INSTRUCTIONS FOR THE TASK :: Transcribe the records word for word, beginning with the first line and ending with the line that contains "let shared_resources = load_shared_resources(&resources_path)?;"; include nothing else.

DATA SUPPLIED ::
use std::collections::HashMap;
use std::fs::File;
use std::path::Path;
use std::sync::Arc;

use failure::{bail, ResultExt};

use crate::errors::*;
use crate::models::{EngineModel, HotelModel, ModelVersion, ReviewExamples, WordExamples};
use crate::normalizer::Normalizer;
use crate::ontology::{Sentiment, SentimentResult, SentimentScore};
use crate::registry::{DirectoryProfileLoader, HotelRegistry, ProfileLoader};
use crate::resources::loading::load_shared_resources;
use crate::resources::SharedResources;

/// Inference front door: validates the input, resolves the hotel profile
/// through the registry and runs normalization, vectorization and
/// classification in sequence. The pipeline itself is hotel-agnostic; only
/// the learned statistics differ per hotel.
#[derive(Debug)]
pub struct SentimentEngine {
    hotels: Vec<HotelModel>,
    normalizer: Normalizer,
    registry: HotelRegistry,
    review_examples: ReviewExamples,
}

impl SentimentEngine {
    pub fn from_path<P: AsRef<Path>>(path: P) -> Result<Self> {
        let model = SentimentEngine::load_model(&path)?;

        let resources_path = path.as_ref().join(&model.resources);
        let shared_resources = load_shared_resources(&resources_path)?;

        let review_examples = if let Some(examples_name) = model.influential_words.as_ref() {
            let examples_path = path.as_ref().join(examples_name);
            let examples_file = File::open(&examples_path).with_context(|_| {
                format!("Cannot open influential words file {:?}", examples_path)
            })?;
            ReviewExamples::from_reader(examples_file).with_context(|_| {
                format!("Cannot deserialize influential words file {:?}", examples_path)
            })?
        } else {
            ReviewExamples::default()
        };

        let loader =
            DirectoryProfileLoader::new(path.as_ref().to_path_buf(), &model.hotels);
        Ok(Self::from_parts(
            model.hotels,
            shared_resources,
            Box::new(loader),
        )
        .with_review_examples(review_examples))
    }

    /// Assembles an engine from preloaded parts. The loader seam is what
    /// test code uses to run against fake artifacts.
    pub fn from_parts(
        hotels: Vec<HotelModel>,
        shared_resources: Arc<SharedResources>,
        loader: Box<dyn ProfileLoader>,
    ) -> Self {
        let known_hotels = hotels.iter().map(|hotel| hotel.name.clone());
        let registry = HotelRegistry::new(known_hotels, loader);
        Self {
            hotels,
            normalizer: Normalizer::new(shared_resources),
            registry,
            review_examples: ReviewExamples::default(),
        }
    }

    pub fn with_review_examples(mut self, review_examples: ReviewExamples) -> Self {
        self.review_examples = review_examples;
        self
    }

    fn check_model_version<P: AsRef<Path>>(path: P) -> Result<()> {
        let model_file = File::open(&path)?;
        let model_version: ModelVersion = serde_json::from_reader(model_file)?;
        if model_version.model_version != crate::MODEL_VERSION {
            bail!(SentimentError::WrongModelVersion(
                model_version.model_version,
                crate::MODEL_VERSION
            ));
        }
        Ok(())
    }

    fn load_model<P: AsRef<Path>>(path: P) -> Result<EngineModel> {
        let engine_model_path = path.as_ref().join("engine.json");
        Self::check_model_version(&engine_model_path).with_context(|_| {
            SentimentError::ModelLoad(engine_model_path.to_string_lossy().to_string())
        })?;
        let model_file = File::open(&engine_model_path)
            .with_context(|_| format!("Could not open engine file {:?}", &engine_model_path))?;
        let model = serde_json::from_reader(model_file)
            .with_context(|_| format!("Invalid engine file {:?}", &engine_model_path))?;
        Ok(model)
    }
}

impl SentimentEngine {
    pub fn predict(&self, hotel: &str, text: &str) -> Result<SentimentResult> {
        let trimmed = text.trim();
        if trimmed.is_empty() {
            bail!(SentimentError::InvalidInput(
                "review text is empty".to_string()
            ));
        }

        let profile = self.registry.profile(hotel)?;
        let tokens = self.normalizer.normalize(trimmed);
        let features = profile.vectorizer.transform(&tokens);
        let (sentiment, probabilities) = profile.classifier.classify(&features.view())?;

        let scores = profile
            .classifier
            .classes()
            .iter()
            .zip(probabilities.iter())
            .map(|(class, probability)| SentimentScore {
                sentiment: *class,
                probability: *probability,
            })
            .collect();

        Ok(SentimentResult { sentiment, scores })
    }

    /// Configured hotels, in declaration order.
    pub fn hotels(&self) -> &[HotelModel] {
        &self.hotels
    }

    /// Display-only influential words with example reviews for a hotel.
    pub fn review_examples(&self, hotel: &str) -> Option<&HashMap<Sentiment, WordExamples>> {
        self.review_examples.for_hotel(hotel)
    }
}
use std::collections::HashMap;
use std::io::Read;

use serde_derive::Deserialize;

use crate::errors::*;
use crate::ontology::Sentiment;

/// Example review quoted for an influential word, as collected from the
/// review platforms.
#[derive(Debug, Clone, PartialEq, Deserialize)]
pub struct ReviewExample {
    pub review: String,
    #[serde(default)]
    pub reviewer: Option<String>,
    #[serde(default)]
    pub platform: Option<String>,
    #[serde(default)]
    pub rating: Option<String>,
}

pub type WordExamples = HashMap<String, ReviewExample>;

/// Static hotel -> sentiment -> influential word -> example review mapping.
/// Display-only: it never influences the classification decision.
#[derive(Debug, Default, Deserialize)]
pub struct ReviewExamples(HashMap<String, HashMap<Sentiment, WordExamples>>);

impl ReviewExamples {
    pub fn from_reader<R: Read>(reader: R) -> Result<Self> {
        Ok(serde_json::from_reader(reader)?)
    }

    pub fn for_hotel(&self, hotel: &str) -> Option<&HashMap<Sentiment, WordExamples>> {
        self.0.get(hotel)
    }
}
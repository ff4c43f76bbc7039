use std::fmt;

use serde_derive::{Deserialize, Serialize};

/// All sentiment classes, in their canonical order. Ties during
/// classification are broken by this order.
pub const SENTIMENTS: [Sentiment; 3] = [
    Sentiment::Negative,
    Sentiment::Neutral,
    Sentiment::Positive,
];

/// Trained artifacts produced from Indonesian review corpora carry the
/// Indonesian class names, hence the aliases.
#[derive(
    Debug, Clone, Copy, PartialEq, Eq, PartialOrd, Ord, Hash, Serialize, Deserialize,
)]
pub enum Sentiment {
    #[serde(alias = "Negatif", alias = "negatif", alias = "negative")]
    Negative,
    #[serde(alias = "Netral", alias = "netral", alias = "neutral")]
    Neutral,
    #[serde(alias = "Positif", alias = "positif", alias = "positive")]
    Positive,
}

impl fmt::Display for Sentiment {
    fn fmt(&self, f: &mut fmt::Formatter) -> fmt::Result {
        match self {
            Sentiment::Negative => write!(f, "Negative"),
            Sentiment::Neutral => write!(f, "Neutral"),
            Sentiment::Positive => write!(f, "Positive"),
        }
    }
}

#[derive(Debug, Clone, PartialEq, Serialize)]
pub struct SentimentScore {
    pub sentiment: Sentiment,
    pub probability: f32,
}

/// Outcome of a single inference call. Transient, never persisted.
#[derive(Debug, Clone, PartialEq, Serialize)]
pub struct SentimentResult {
    pub sentiment: Sentiment,
    pub scores: Vec<SentimentScore>,
}

#[cfg(test)]
mod tests {
    use super::*;

    #[test]
    fn sentiment_deserializes_from_indonesian_labels() {
        // Given
        let labels = r#"["Negatif", "Netral", "Positif"]"#;

        // When
        let sentiments: Vec<Sentiment> = serde_json::from_str(labels).unwrap();

        // Then
        assert_eq!(sentiments, SENTIMENTS.to_vec());
    }

    #[test]
    fn sentiment_order_is_canonical() {
        assert!(Sentiment::Negative < Sentiment::Neutral);
        assert!(Sentiment::Neutral < Sentiment::Positive);
    }
}
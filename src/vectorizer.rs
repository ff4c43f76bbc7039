use std::collections::{HashMap, HashSet};
use std::fs::File;
use std::path::Path;

use failure::{format_err, ResultExt};
use ndarray::prelude::*;

use crate::errors::*;
use crate::models::TfidfVectorizerModel;

/// Trained TF-IDF transformer: maps a normalized token sequence to a
/// fixed-dimensional, L2-normalized feature vector. Immutable after load.
#[derive(Debug)]
pub struct TfidfVectorizer {
    vocabulary: HashMap<String, usize>,
    idf_diag: Vec<f32>,
    ngram_range: (usize, usize),
}

impl TfidfVectorizer {
    pub fn from_path<P: AsRef<Path>>(path: P) -> Result<Self> {
        let model_path = path.as_ref().join("vectorizer.json");
        let model_file = File::open(&model_path)
            .with_context(|_| format!("Cannot open TfidfVectorizer file '{:?}'", &model_path))?;
        let model: TfidfVectorizerModel = serde_json::from_reader(model_file)
            .with_context(|_| "Cannot deserialize TfidfVectorizer json data")?;
        Self::new(model)
    }

    pub fn new(model: TfidfVectorizerModel) -> Result<Self> {
        let vocabulary = model.vectorizer.vocab;
        let idf_diag = model.vectorizer.idf_diag;
        let ngram_range = model.config.ngram_range;

        if vocabulary.is_empty() {
            return Err(format_err!("TfidfVectorizer vocabulary is empty"));
        }
        let indices: HashSet<usize> = vocabulary.values().cloned().collect();
        if indices.len() != vocabulary.len()
            || indices.iter().max() != Some(&(vocabulary.len() - 1))
        {
            return Err(format_err!(
                "TfidfVectorizer vocabulary indices are not a dense 0..{} range",
                vocabulary.len()
            ));
        }
        if idf_diag.len() != vocabulary.len() {
            return Err(format_err!(
                "TfidfVectorizer has {} idf weights for {} vocabulary entries",
                idf_diag.len(),
                vocabulary.len()
            ));
        }
        let (min_n, max_n) = ngram_range;
        if min_n == 0 || min_n > max_n {
            return Err(format_err!("Invalid ngram range ({}, {})", min_n, max_n));
        }

        Ok(Self {
            vocabulary,
            idf_diag,
            ngram_range,
        })
    }

    /// Number of feature columns, baked in at training time.
    pub fn dimension(&self) -> usize {
        self.idf_diag.len()
    }

    /// N-grams absent from the trained vocabulary contribute nothing; a
    /// token sequence with no vocabulary match yields the zero vector.
    pub fn transform(&self, tokens: &[String]) -> Array1<f32> {
        let mut features: Vec<f32> = vec![0.; self.dimension()];
        let mut match_idx: HashSet<usize> = HashSet::new();
        let (min_n, max_n) = self.ngram_range;
        for n in min_n..=max_n {
            if n > tokens.len() {
                break;
            }
            for window in tokens.windows(n) {
                let ngram = window.join(" ");
                if let Some(ngram_idx) = self.vocabulary.get(&ngram) {
                    features[*ngram_idx] += 1.;
                    match_idx.insert(*ngram_idx);
                }
            }
        }

        for ix in match_idx {
            features[ix] *= self.idf_diag[ix]
        }

        let l2_norm: f32 = features.iter().fold(0., |norm, v| norm + v * v).sqrt();
        let safe_l2_norm = if l2_norm > 0. { l2_norm } else { 1. };
        Array::from_iter(features.into_iter().map(|c| c / safe_l2_norm))
    }
}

TASK ANSWER ::
use std::collections::HashMap;
use std::fs::File;
use std::path::Path;
use std::sync::Arc;

use failure::{bail, ResultExt};

use crate::errors::*;
use crate::models::{EngineModel, HotelModel, ModelVersion, ReviewExamples, WordExamples};
use crate::normalizer::Normalizer;
use crate::ontology::{Sentiment, SentimentResult, SentimentScore};
use crate::registry::{DirectoryProfileLoader, HotelRegistry, ProfileLoader};
use crate::resources::loading::load_shared_resources;
use crate::resources::SharedResources;

/// Inference front door: validates the input, resolves the hotel profile
/// through the registry and runs normalization, vectorization and
/// classification in sequence. The pipeline itself is hotel-agnostic; only
/// the learned statistics differ per hotel.
#[derive(Debug)]
pub struct SentimentEngine {
    hotels: Vec<HotelModel>,
    normalizer: Normalizer,
    registry: HotelRegistry,
    review_examples: ReviewExamples,
}

impl SentimentEngine {
    pub fn from_path<P: AsRef<Path>>(path: P) -> Result<Self> {
        let model = SentimentEngine::load_model(&path)?;

        let resources_path = path.as_ref().join(&model.resources);
        let shared_resources = load_shared_resources(&resources_path)?;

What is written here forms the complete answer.